— TASK PROMPT —
How many lines in the records below hold the string "args"? Answer with the number alone.

** Opening RECORD EXTRACTS block **

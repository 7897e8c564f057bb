//! Pure builtin functions.
//!
//! Everything here depends only on its arguments. Builtins that read the
//! ledger (`is_valid_signed_package` when a definition is not inlined) are
//! dispatched by the evaluator itself.

use super::arith::{check_len, to_number};
use crate::domain::ast::Builtin;
use crate::domain::decimal::Decimal;
use crate::domain::value::{Node, ObjectRef, Value};
use crate::errors::EvalError;
use chrono::{DateTime, NaiveDate, NaiveDateTime};
use k256::ecdsa::signature::hazmat::PrehashVerifier;
use k256::ecdsa::{Signature, VerifyingKey};
use sha2::{Digest, Sha256};
use shared_types::{chash160, is_valid_address, sha256_hex, MAX_CAP};

/// Calls a builtin on evaluated arguments. Arity was checked by the validator.
pub fn call(func: Builtin, args: &[Value], max_len: usize) -> Result<Value, EvalError> {
    let arg = |i: usize| args.get(i).cloned().unwrap_or(Value::Bool(false));
    let text = |i: usize| arg(i).to_text();
    let result = match func {
        Builtin::Sha256 => {
            if args.len() > 1 && text(1) != "hex" {
                return Err(EvalError::failed(format!("unsupported sha256 format {}", text(1))));
            }
            Value::Str(sha256_hex(text(0).as_bytes()))
        }
        Builtin::Chash160 => Value::Str(chash160(&arg(0).to_json()).as_str().to_string()),
        Builtin::IsValidSig => Value::Bool(is_valid_sig(&text(0), &text(1), &text(2))),
        Builtin::IsValidMerkleProof => Value::Bool(is_valid_merkle_proof(&text(0), &arg(1))),
        Builtin::IsValidSignedPackage => {
            return Err(EvalError::failed("is_valid_signed_package needs ledger access"))
        }
        Builtin::JsonParse => match serde_json::from_str::<serde_json::Value>(&text(0)) {
            Ok(json) => Value::from_json(&json)?,
            Err(_) => Value::Bool(false),
        },
        Builtin::JsonStringify => Value::Str(arg(0).canonical_json()),
        Builtin::Typeof => Value::from(arg(0).type_name()),
        Builtin::Length => Value::Number(Decimal::from(count(text(0).chars().count()))),
        Builtin::ToUpper => Value::Str(text(0).to_uppercase()),
        Builtin::ToLower => Value::Str(text(0).to_lowercase()),
        Builtin::Substring => substring(&text(0), &arg(1), args.get(2))?,
        Builtin::IndexOf => {
            let (s, sub) = (text(0), text(1));
            let pos = s.find(&sub).map_or(-1, |byte| count(s[..byte].chars().count()));
            Value::Number(Decimal::from(pos))
        }
        Builtin::StartsWith => Value::Bool(text(0).starts_with(&text(1))),
        Builtin::EndsWith => Value::Bool(text(0).ends_with(&text(1))),
        Builtin::Contains => Value::Bool(text(0).contains(&text(1))),
        Builtin::Split => {
            let (s, sep) = (text(0), text(1));
            let mut parts: Vec<Node> = if sep.is_empty() {
                s.chars().map(|c| Node::Str(c.to_string())).collect()
            } else {
                s.split(sep.as_str()).map(|p| Node::Str(p.to_string())).collect()
            };
            if let Some(limit) = args.get(2) {
                parts.truncate(super::arith::to_small_int(limit, "split limit")? as usize);
            }
            object(Node::Array(parts))
        }
        Builtin::Join => {
            let Value::Object(o) = arg(0) else {
                return Err(EvalError::failed("join expects an array"));
            };
            let Node::Array(items) = o.node() else {
                return Err(EvalError::failed("join expects an array"));
            };
            let parts = items
                .iter()
                .map(|item| match item {
                    Node::Array(_) | Node::Map(_) => Err(EvalError::failed("join of nested objects")),
                    scalar => Ok(Value::from_node(scalar.clone()).to_text()),
                })
                .collect::<Result<Vec<_>, _>>()?;
            Value::Str(parts.join(&text(1)))
        }
        Builtin::Replace => Value::Str(text(0).replace(&text(1), &text(2))),
        Builtin::HasOnly => {
            let allowed = text(1);
            Value::Bool(text(0).chars().all(|c| allowed.contains(c)))
        }
        Builtin::ParseDate => parse_date(&text(0)),
        Builtin::TimestampToString => {
            let format = if args.len() > 1 { text(1) } else { "datetime".to_string() };
            timestamp_to_string(&arg(0), &format)?
        }
        Builtin::IsValidAddress => Value::Bool(is_valid_address(&text(0))),
        Builtin::IsInteger => Value::Bool(matches!(arg(0), Value::Number(d) if d.is_integer())),
        Builtin::IsValidAmount => Value::Bool(matches!(
            arg(0),
            Value::Number(d) if d.is_integer() && d.to_i64().is_some_and(|i| i > 0 && i <= MAX_CAP)
        )),
        Builtin::NumberFromSeed => number_from_seed(&text(0), args.get(1), args.get(2))?,
        Builtin::Exists => Value::Bool(arg(0) != Value::Bool(false)),
        Builtin::IsArray => Value::Bool(matches!(arg(0), Value::Object(o) if matches!(o.node(), Node::Array(_)))),
        Builtin::IsAssoc => Value::Bool(matches!(arg(0), Value::Object(o) if matches!(o.node(), Node::Map(_)))),
        Builtin::ArrayLength => match arg(0) {
            Value::Object(o) => match o.node() {
                Node::Array(items) => Value::Number(Decimal::from(count(items.len()))),
                _ => return Err(EvalError::failed("array_length of a map")),
            },
            _ => return Err(EvalError::failed("array_length of a scalar")),
        },
        Builtin::Keys => match arg(0) {
            Value::Object(o) => match o.node() {
                Node::Map(map) => object(Node::Array(map.keys().cloned().map(Node::Str).collect())),
                _ => return Err(EvalError::failed("keys of an array")),
            },
            _ => return Err(EvalError::failed("keys of a scalar")),
        },
        Builtin::Reverse => match arg(0) {
            Value::Object(o) => match o.into_node() {
                Node::Array(mut items) => {
                    items.reverse();
                    object(Node::Array(items))
                }
                _ => return Err(EvalError::failed("reverse of a map")),
            },
            _ => return Err(EvalError::failed("reverse of a scalar")),
        },
    };
    if let Value::Str(s) = &result {
        check_len(s, max_len)?;
    }
    Ok(result)
}

fn object(node: Node) -> Value {
    Value::Object(ObjectRef::new(node))
}

fn count(n: usize) -> i64 {
    i64::try_from(n).unwrap_or(i64::MAX)
}

fn substring(s: &str, start: &Value, length: Option<&Value>) -> Result<Value, EvalError> {
    let chars: Vec<char> = s.chars().collect();
    let len = count(chars.len());
    let start = to_number(start)?
        .to_i64()
        .ok_or_else(|| EvalError::failed("substring start must be an integer"))?;
    let from = if start < 0 { (len + start).max(0) } else { start.min(len) };
    let to = match length {
        Some(l) => {
            let l = to_number(l)?
                .to_i64()
                .ok_or_else(|| EvalError::failed("substring length must be an integer"))?;
            (from + l.max(0)).min(len)
        }
        None => len,
    };
    #[allow(clippy::cast_sign_loss, clippy::cast_possible_truncation)]
    let slice: String = chars[from as usize..to as usize].iter().collect();
    Ok(Value::Str(slice))
}

/// Verifies an ECDSA secp256k1 signature over `sha256(message)`.
/// Key and signature are hex: compressed SEC1 key, 64-byte compact signature.
#[must_use]
pub fn is_valid_sig(message: &str, pubkey_hex: &str, sig_hex: &str) -> bool {
    let (Ok(key), Ok(sig)) = (hex::decode(pubkey_hex), hex::decode(sig_hex)) else {
        return false;
    };
    let (Ok(key), Ok(sig)) = (VerifyingKey::from_sec1_bytes(&key), Signature::from_slice(&sig)) else {
        return false;
    };
    let digest = Sha256::digest(message.as_bytes());
    key.verify_prehash(&digest, &sig).is_ok()
}

/// Checks a proof `{root, siblings, index}` for `element`.
///
/// The leaf is `sha256(element)`; at each level the running hash is paired
/// with a sibling (left when the index bit is 0) and hashed again.
#[must_use]
pub fn is_valid_merkle_proof(element: &str, proof: &Value) -> bool {
    let json = match proof {
        Value::Object(_) => proof.to_json(),
        Value::Str(s) => match serde_json::from_str(s) {
            Ok(json) => json,
            Err(_) => return false,
        },
        _ => return false,
    };
    let (Some(root), Some(siblings), Some(mut index)) = (
        json.get("root").and_then(|r| r.as_str()),
        json.get("siblings").and_then(|s| s.as_array()),
        json.get("index").and_then(serde_json::Value::as_u64),
    ) else {
        return false;
    };
    let mut hash = sha256_hex(element.as_bytes());
    for sibling in siblings {
        let Some(sibling) = sibling.as_str() else {
            return false;
        };
        hash = if index & 1 == 0 {
            sha256_hex(format!("{hash}{sibling}").as_bytes())
        } else {
            sha256_hex(format!("{sibling}{hash}").as_bytes())
        };
        index >>= 1;
    }
    hash == root
}

fn parse_date(s: &str) -> Value {
    let seconds = DateTime::parse_from_rfc3339(s)
        .map(|dt| dt.timestamp())
        .or_else(|_| NaiveDateTime::parse_from_str(s, "%Y-%m-%dT%H:%M:%S").map(|dt| dt.and_utc().timestamp()))
        .or_else(|_| NaiveDateTime::parse_from_str(s, "%Y-%m-%d %H:%M:%S").map(|dt| dt.and_utc().timestamp()))
        .or_else(|_| {
            NaiveDate::parse_from_str(s, "%Y-%m-%d")
                .map(|d| d.and_hms_opt(0, 0, 0).map_or(0, |dt| dt.and_utc().timestamp()))
        });
    match seconds {
        Ok(ts) => Value::Number(Decimal::from(ts)),
        Err(_) => Value::Bool(false),
    }
}

fn timestamp_to_string(ts: &Value, format: &str) -> Result<Value, EvalError> {
    let secs = to_number(ts)?
        .to_i64()
        .ok_or_else(|| EvalError::failed("timestamp must be an integer"))?;
    let dt = DateTime::from_timestamp(secs, 0).ok_or_else(|| EvalError::failed("timestamp out of range"))?;
    let pattern = match format {
        "datetime" => "%Y-%m-%dT%H:%M:%SZ",
        "date" => "%Y-%m-%d",
        "time" => "%H:%M:%S",
        other => return Err(EvalError::failed(format!("unknown timestamp format {other}"))),
    };
    Ok(Value::Str(dt.format(pattern).to_string()))
}

/// Deterministic pseudo-random number: the first 8 bytes of `sha256(seed)`
/// as a big-endian integer, mapped into `[0, 1)` or an integer range.
pub fn number_from_seed(seed: &str, a: Option<&Value>, b: Option<&Value>) -> Result<Value, EvalError> {
    let digest = Sha256::digest(seed.as_bytes());
    let mut first = [0u8; 8];
    first.copy_from_slice(&digest[..8]);
    let n = u64::from_be_bytes(first);

    let bound = |v: &Value| {
        to_number(v)?
            .to_i64()
            .ok_or_else(|| EvalError::failed("number_from_seed bounds must be integers"))
    };
    let (min, max) = match (a, b) {
        (None, _) => {
            let fraction = format!("0.{:015}", n % 1_000_000_000_000_000);
            return Ok(Value::Number(fraction.parse()?));
        }
        (Some(max), None) => (0, bound(max)?),
        (Some(min), Some(max)) => (bound(min)?, bound(max)?),
    };
    if max < min {
        return Err(EvalError::failed("number_from_seed: max below min"));
    }
    let span = u64::try_from(i128::from(max) - i128::from(min) + 1)
        .map_err(|_| EvalError::failed("number_from_seed range too large"))?;
    let offset = i64::try_from(n % span).map_err(|_| EvalError::failed("number_from_seed range too large"))?;
    Ok(Value::Number(Decimal::from(min + offset)))
}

** Closing RECORD EXTRACTS block **

— RESULT —
7